Recently, Hans Leitgeb and Richard Pettigrew have published a novel defense of Bayesianism:

An Objective Defense of Bayesianism I: Measuring Inaccuracy

One of the fundamental problems of epistemology is to say when the evidence in an agent’s possession justifies the beliefs she holds. In this paper and its sequel, we defend the Bayesian solution to this problem by appealing to the following fundamental norm:

Accuracy: An epistemic agent ought to minimize the inaccuracy of her partial beliefs.

In this paper, we make this norm mathematically precise in various ways. We describe three epistemic dilemmas that an agent might face if she attempts to follow Accuracy, and we show that the only inaccuracy measures that do not give rise to such dilemmas are the quadratic inaccuracy measures. In the sequel, we derive the main tenets of Bayesianism from the relevant mathematical versions of Accuracy to which this characterization of the legitimate inaccuracy measures gives rise, but we also show that unless the requirement of Rigidity is imposed from the start, Jeffrey conditionalization has to be replaced by a different method of update in order for Accuracy to be satisfied.

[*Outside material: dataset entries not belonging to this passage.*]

use std::fmt;

/// A single rejected form field and the message shown next to it.
#[derive(Debug, Clone, PartialEq, Eq)]
pub struct FieldError {
    pub field: &'static str,
    pub message: String,
}

/// Field errors collected by local form validation before any request is issued.
#[derive(Debug, Clone, Default, PartialEq, Eq)]
pub struct ValidationErrors {
    errors: Vec<FieldError>,
}

impl ValidationErrors {
    pub fn push(&mut self, field: &'static str, message: impl Into<String>) {
        self.errors.push(FieldError {
            field,
            message: message.into(),
        });
    }

    pub fn is_empty(&self) -> bool {
        self.errors.is_empty()
    }

    pub fn len(&self) -> usize {
        self.errors.len()
    }

    pub fn iter(&self) -> impl Iterator<Item = &FieldError> {
        self.errors.iter()
    }

    pub fn message_for(&self, field: &str) -> Option<&str> {
        self.errors
            .iter()
            .find(|error| error.field == field)
            .map(|error| error.message.as_str())
    }

    pub fn into_result(self) -> Result<(), ValidationErrors> {
        if self.is_empty() {
            Ok(())
        } else {
            Err(self)
        }
    }
}

impl fmt::Display for ValidationErrors {
    fn fmt(&self, f: &mut fmt::Formatter<'_>) -> fmt::Result {
        let mut first = true;
        for error in &self.errors {
            if !first {
                f.write_str("; ")?;
            }
            write!(f, "{}: {}", error.field, error.message)?;
            first = false;
        }
        Ok(())
    }
}

impl std::error::Error for ValidationErrors {}
//! Safe SQL builder: identifiers from introspected metadata only, values as parameters.

mod builder;
pub mod params;
pub use builder::*;
pub use params::*;
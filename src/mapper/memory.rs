//! In-process mapper keeping rows in insertion order. Enforces NOT NULL, primary key
//! uniqueness and foreign keys the way a relational store would, so the engine sees the same
//! failure shapes as against a real database.

use crate::config::{Entity, EntityMetadata, Field, FieldType};
use crate::error::MapperError;
use crate::mapper::{Filter, FilterOp, FindOptions, Mapper, OrderBy, Row, SortDirection};
use async_trait::async_trait;
use serde_json::Value;
use std::cmp::Ordering;
use std::collections::HashMap;
use tokio::sync::RwLock;

#[derive(Default)]
struct Table {
    rows: Vec<Row>,
    last_id: i64,
}

pub struct MemoryMapper {
    metadata: Vec<EntityMetadata>,
    defaults: HashMap<(String, String), Value>,
    tables: RwLock<HashMap<String, Table>>,
}

impl MemoryMapper {
    pub fn new(metadata: Vec<EntityMetadata>) -> Self {
        let tables = metadata
            .iter()
            .map(|e| (e.name.clone(), Table::default()))
            .collect();
        MemoryMapper {
            metadata,
            defaults: HashMap::new(),
            tables: RwLock::new(tables),
        }
    }

    /// Value stored for `entity.field` when an insert omits it. Only consulted for fields whose
    /// metadata says `has_default`; without a registered value such fields default to null.
    pub fn with_default(mut self, entity: &str, field: &str, value: Value) -> Self {
        self.defaults.insert((entity.to_string(), field.to_string()), value);
        self
    }

    fn default_for(&self, entity: &Entity, field: &Field) -> Value {
        self.defaults
            .get(&(entity.name.clone(), field.name.clone()))
            .cloned()
            .unwrap_or(Value::Null)
    }
}

fn cell<'a>(row: &'a Row, field: &str) -> &'a Value {
    row.get(field).unwrap_or(&Value::Null)
}

fn same_value(a: &Value, b: &Value) -> bool {
    match (a, b) {
        (Value::Number(x), Value::Number(y)) => x.as_f64() == y.as_f64(),
        _ => a == b,
    }
}

fn compare(a: &Value, b: &Value) -> Option<Ordering> {
    match (a, b) {
        (Value::Number(x), Value::Number(y)) => x.as_f64()?.partial_cmp(&y.as_f64()?),
        (Value::String(x), Value::String(y)) => Some(x.cmp(y)),
        (Value::Bool(x), Value::Bool(y)) => Some(x.cmp(y)),
        _ => None,
    }
}

/// SQL three-valued logic collapsed to bool: comparisons against NULL never match.
fn matches(row: &Row, filter: &Filter) -> bool {
    let value = cell(row, &filter.field);
    if filter.value.is_null() {
        return match filter.op {
            FilterOp::Eq => value.is_null(),
            FilterOp::Neq => !value.is_null(),
            _ => false,
        };
    }
    if value.is_null() {
        return false;
    }
    let list = || filter.value.as_array().map(Vec::as_slice).unwrap_or_default();
    match filter.op {
        FilterOp::Eq => same_value(value, &filter.value),
        FilterOp::Neq => !same_value(value, &filter.value),
        FilterOp::Gt => compare(value, &filter.value) == Some(Ordering::Greater),
        FilterOp::Gte => matches!(compare(value, &filter.value), Some(Ordering::Greater | Ordering::Equal)),
        FilterOp::Lt => compare(value, &filter.value) == Some(Ordering::Less),
        FilterOp::Lte => matches!(compare(value, &filter.value), Some(Ordering::Less | Ordering::Equal)),
        FilterOp::In => list().iter().any(|v| same_value(value, v)),
        FilterOp::Nin => !list().iter().any(|v| same_value(value, v)),
    }
}

/// Nulls sort last ascending and first descending.
fn order(a: &Row, b: &Row, order_by: &[OrderBy]) -> Ordering {
    for o in order_by {
        let (x, y) = (cell(a, &o.field), cell(b, &o.field));
        let ord = match (x.is_null(), y.is_null()) {
            (true, true) => Ordering::Equal,
            (true, false) => Ordering::Greater,
            (false, true) => Ordering::Less,
            (false, false) => compare(x, y).unwrap_or(Ordering::Equal),
        };
        let ord = match o.direction {
            SortDirection::Asc => ord,
            SortDirection::Desc => ord.reverse(),
        };
        if ord != Ordering::Equal {
            return ord;
        }
    }
    Ordering::Equal
}

fn generate_id(entity: &Entity, field: &Field, last_id: &mut i64) -> Result<Value, MapperError> {
    match field.field_type {
        FieldType::Integer | FieldType::Number => {
            *last_id += 1;
            Ok(Value::from(*last_id))
        }
        FieldType::String | FieldType::Uuid => Ok(Value::String(uuid::Uuid::new_v4().to_string())),
        _ => Err(MapperError::Constraint(format!(
            "null value in column \"{}\" of relation \"{}\" violates not-null constraint",
            field.name, entity.name
        ))),
    }
}

/// NOT NULL and foreign key checks for a row about to be written.
fn check_row(tables: &HashMap<String, Table>, entity: &Entity, row: &Row) -> Result<(), MapperError> {
    for field in &entity.fields {
        let value = cell(row, &field.name);
        if value.is_null() {
            if !field.nullable {
                return Err(MapperError::Constraint(format!(
                    "null value in column \"{}\" of relation \"{}\" violates not-null constraint",
                    field.name, entity.name
                )));
            }
            continue;
        }
        if let Some(relation) = &field.relation {
            let exists = tables
                .get(&relation.entity)
                .map(|t| t.rows.iter().any(|r| same_value(cell(r, &relation.field), value)))
                .unwrap_or(false);
            if !exists {
                return Err(MapperError::Constraint(format!(
                    "insert or update on table \"{}\" violates foreign key constraint on \"{}\"",
                    entity.name, field.name
                )));
            }
        }
    }
    Ok(())
}

#[async_trait]
impl Mapper for MemoryMapper {
    async fn entities(&self) -> Result<Vec<EntityMetadata>, MapperError> {
        Ok(self.metadata.clone())
    }

    async fn insert(&self, entity: &Entity, values: Row) -> Result<Row, MapperError> {
        tracing::debug!(entity = %entity.name, "memory insert");
        let mut tables = self.tables.write().await;
        let pk = entity.primary_key();
        let table = tables
            .get(&entity.name)
            .ok_or_else(|| MapperError::UnknownEntity(entity.name.clone()))?;

        let mut last_id = table.last_id;
        let mut row = Row::new();
        for field in &entity.fields {
            let value = match values.get(&field.name) {
                Some(v) if !(field.primary_key && v.is_null()) => v.clone(),
                _ if field.primary_key => generate_id(entity, field, &mut last_id)?,
                _ if field.has_default => self.default_for(entity, field),
                _ => Value::Null,
            };
            row.insert(field.name.clone(), value);
        }

        let id = cell(&row, &pk.name);
        if table.rows.iter().any(|r| same_value(cell(r, &pk.name), id)) {
            return Err(MapperError::Constraint(format!(
                "duplicate key value violates unique constraint \"{}_pkey\"",
                entity.name
            )));
        }
        check_row(&tables, entity, &row)?;

        if let Some(n) = cell(&row, &pk.name).as_i64() {
            last_id = last_id.max(n);
        }
        let table = tables
            .get_mut(&entity.name)
            .ok_or_else(|| MapperError::UnknownEntity(entity.name.clone()))?;
        table.last_id = last_id;
        table.rows.push(row.clone());
        Ok(row)
    }

    async fn find_by_id(&self, entity: &Entity, id: &Value) -> Result<Option<Row>, MapperError> {
        tracing::debug!(entity = %entity.name, id = %id, "memory find_by_id");
        let tables = self.tables.read().await;
        let table = tables
            .get(&entity.name)
            .ok_or_else(|| MapperError::UnknownEntity(entity.name.clone()))?;
        let pk = &entity.primary_key().name;
        Ok(table.rows.iter().find(|r| same_value(cell(r, pk), id)).cloned())
    }

    async fn find(&self, entity: &Entity, options: &FindOptions) -> Result<Vec<Row>, MapperError> {
        tracing::debug!(entity = %entity.name, options = ?options, "memory find");
        let tables = self.tables.read().await;
        let table = tables
            .get(&entity.name)
            .ok_or_else(|| MapperError::UnknownEntity(entity.name.clone()))?;
        let mut rows: Vec<Row> = table
            .rows
            .iter()
            .filter(|r| options.filters.iter().all(|f| matches(r, f)))
            .cloned()
            .collect();
        if !options.order_by.is_empty() {
            rows.sort_by(|a, b| order(a, b, &options.order_by));
        }
        let offset = options.offset.unwrap_or(0) as usize;
        let limit = options.limit.map(|l| l as usize).unwrap_or(usize::MAX);
        Ok(rows.into_iter().skip(offset).take(limit).collect())
    }

    async fn count(&self, entity: &Entity, filters: &[Filter]) -> Result<u64, MapperError> {
        let tables = self.tables.read().await;
        let table = tables
            .get(&entity.name)
            .ok_or_else(|| MapperError::UnknownEntity(entity.name.clone()))?;
        Ok(table.rows.iter().filter(|r| filters.iter().all(|f| matches(r, f))).count() as u64)
    }

    async fn update_by_id(&self, entity: &Entity, id: &Value, values: Row) -> Result<Option<Row>, MapperError> {
        tracing::debug!(entity = %entity.name, id = %id, "memory update_by_id");
        let mut tables = self.tables.write().await;
        let pk = &entity.primary_key().name;
        let table = tables
            .get(&entity.name)
            .ok_or_else(|| MapperError::UnknownEntity(entity.name.clone()))?;
        let Some(index) = table.rows.iter().position(|r| same_value(cell(r, pk), id)) else {
            return Ok(None);
        };

        let mut row = table.rows[index].clone();
        for (name, value) in values {
            if name != *pk && entity.field(&name).is_some() {
                row.insert(name, value);
            }
        }
        check_row(&tables, entity, &row)?;

        if let Some(table) = tables.get_mut(&entity.name) {
            table.rows[index] = row.clone();
        }
        Ok(Some(row))
    }

    async fn delete_by_id(&self, entity: &Entity, id: &Value) -> Result<Option<Row>, MapperError> {
        tracing::debug!(entity = %entity.name, id = %id, "memory delete_by_id");
        let mut tables = self.tables.write().await;
        let pk = &entity.primary_key().name;
        let table = tables
            .get(&entity.name)
            .ok_or_else(|| MapperError::UnknownEntity(entity.name.clone()))?;
        let Some(index) = table.rows.iter().position(|r| same_value(cell(r, pk), id)) else {
            return Ok(None);
        };
        let target = &table.rows[index];

        for referencing in &self.metadata {
            for relation in referencing.relations.iter().filter(|r| r.entity == entity.name) {
                let referenced = relation.referenced_field.as_deref().unwrap_or(pk);
                let key = cell(target, referenced);
                let in_use = tables
                    .get(&referencing.name)
                    .map(|t| t.rows.iter().any(|r| same_value(cell(r, &relation.field), key)))
                    .unwrap_or(false);
                if in_use {
                    return Err(MapperError::Constraint(format!(
                        "update or delete on table \"{}\" violates foreign key constraint on table \"{}\"",
                        entity.name, referencing.name
                    )));
                }
            }
        }

        let row = match tables.get_mut(&entity.name) {
            Some(table) => table.rows.remove(index),
            None => return Err(MapperError::UnknownEntity(entity.name.clone())),
        };
        Ok(Some(row))
    }
}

An Objective Defense of Bayesianism II: The Consequences of Minimizing Inaccuracy

In this article and its prequel, we derive Bayesianism from the following norm: Accuracy—an agent ought to minimize the inaccuracy of her partial beliefs. In the prequel, we make the norm mathematically precise; in this article, we derive its consequences. We show that the two core tenets of Bayesianism follow from Accuracy, while the characteristic claim of Objective Bayesianism follows from Accuracy together with an extra assumption. Finally, we show that Jeffrey Conditionalization violates Accuracy unless Rigidity is assumed, and we describe the alternative updating rule that Accuracy mandates in the absence of Rigidity.

Richard Pettigrew has also written an excellent introduction to probability.